The FSA program has partnered with several Federal Employees Health Benefits (FEHB) and Federal Employees Dental Vision Insurance Plans (FEDVIP) to implement paperless reimbursement, which automatically reimburses you for eligible health care, retail pharmacy, dental and vision expenses under your HCFSA. Paperless reimbursement eliminates the need for you to submit a claim manually or online to FSAFEDS for many of your out-of-pocket health care expenses.
The limits on FSA deductions are $2600 for HCFSAs and $5000 for DCFSAs. You can access the full amount of your HCFSA account on day one of the FSAFEDS plan year. The HCFSA is a per person limit so you and your spouse can both put aside $2600. The DCFSA is a family limit so you and your spouse can split the amount or one of you can put the entire $5000 in the DCFSA.

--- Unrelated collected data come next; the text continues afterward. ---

//! File I/O around the patcher: locate the entry point, probe which vendor
//! assets exist, write the prepared sibling file.

use std::fs;
use std::path::{Path, PathBuf};

use tracing::{debug, warn};

use bf_core::patch::{self, EmbeddedAsset, PatchContext, PatchReport};
use bf_core::{BuildTarget, Error, PatchMode, Platform, ToolDescriptor};

#[derive(Debug, Clone, PartialEq, Eq)]
pub struct PreparedSource {
    pub path: PathBuf,
    pub report: PatchReport,
}

pub fn entry_point_path(source_dir: &Path, tool: &ToolDescriptor) -> PathBuf {
    source_dir.join(&tool.build.entry_point)
}

/// Where the prepared script for `platform` lands, next to the entry point.
pub fn prepared_source_path(source_dir: &Path, tool: &ToolDescriptor, platform: Platform) -> PathBuf {
    let entry = entry_point_path(source_dir, tool);
    let file_name = entry
        .file_name()
        .map(|n| n.to_string_lossy().into_owned())
        .unwrap_or_else(|| "index.js".to_string());
    entry.with_file_name(patch::prepared_file_name(&file_name, platform))
}

/// Vendor assets for `platform` that actually exist under `source_dir`.
pub fn probe_assets(source_dir: &Path, tool: &ToolDescriptor, platform: Platform) -> Vec<EmbeddedAsset> {
    tool.assets
        .iter()
        .filter(|asset| asset.applies_to(platform))
        .filter(|asset| {
            let present = source_dir.join(&asset.path).is_file();
            if !present {
                debug!(asset = %asset.path, "asset not shipped; not embedding");
            }
            present
        })
        .map(|asset| EmbeddedAsset {
            key: asset.path.clone(),
            specifier: patch::relative_specifier(&tool.build.entry_point, &asset.path),
        })
        .collect()
}

/// Patches the pristine entry point for `target` and writes the result.
///
/// Always starts from the entry point on disk, so calling this again for
/// another target (or the same one) never stacks patches.
pub fn prepare_source(
    source_dir: &Path,
    tool: &ToolDescriptor,
    target: &BuildTarget,
    mode: PatchMode,
) -> Result<PreparedSource, Error> {
    let entry = entry_point_path(source_dir, tool);
    if !entry.is_file() {
        return Err(Error::MissingEntryPoint {
            tool: tool.id.clone(),
            path: entry,
        });
    }

    let source = fs::read_to_string(&entry).map_err(|e| Error::fs(&entry, e))?;
    let assets = probe_assets(source_dir, tool, target.platform);
    let ctx = PatchContext {
        tool_id: &tool.id,
        env_prefix: &tool.build.env_prefix,
        platform: target.platform,
        default_shell: target.default_shell.as_deref(),
        profile: tool.patches,
        assets: &assets,
        mode,
    };
    let prepared = patch::prepare_script(&source, &ctx, &entry)?;

    let path = prepared_source_path(source_dir, tool, target.platform);
    fs::write(&path, &prepared.contents).map_err(|e| Error::fs(&path, e))?;

    for skipped in &prepared.report.skipped {
        debug!(patch = %skipped.name, requirement = ?skipped.requirement, "patch skipped");
    }
    debug!(
        path = %path.display(),
        assets = assets.len(),
        applied = prepared.report.applied.len(),
        "prepared source"
    );

    Ok(PreparedSource {
        path,
        report: prepared.report,
    })
}

/// Removes prepared scripts for every platform. Returns what was deleted;
/// nothing to delete is not an error.
pub fn clean_prepared_sources(source_dir: &Path, tool: &ToolDescriptor) -> Result<Vec<PathBuf>, Error> {
    let mut removed = Vec::new();
    for platform in Platform::ALL {
        let path = prepared_source_path(source_dir, tool, platform);
        match fs::remove_file(&path) {
            Ok(()) => removed.push(path),
            Err(e) if e.kind() == std::io::ErrorKind::NotFound => {}
            Err(e) => {
                warn!(path = %path.display(), error = %e, "failed to remove prepared source");
                return Err(Error::fs(&path, e));
            }
        }
    }
    Ok(removed)
}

In the past some employees have been hesitant to participate in an FSA because there was a “use it or lose it” rule meaning if you didn’t use your entire account during the plan year you lost any money remaining in your account. The “use it or lose it” rule has been changed to a rollover rule. Now, you can rollover an unused balance of up to $500 from one year to the next and have the entire year to use the entire rollover amount.
Enrollment in FSAs is during the fall Benefits Open Season each year. This year Open Season runs from November 13 to December 11, 2017. You can find more information about FSAs at: www.fsafeds.com and on the Office of Personnel Management Open Season web pages.
This Open Season look into enrolling in an FSA and you can start saving additional money next year.
Dr. Kirk, Federal Benefits Specialist is a former Federal employee with over 40 years of Federal Service, 34 of which were spent with the Office of Personnel Management.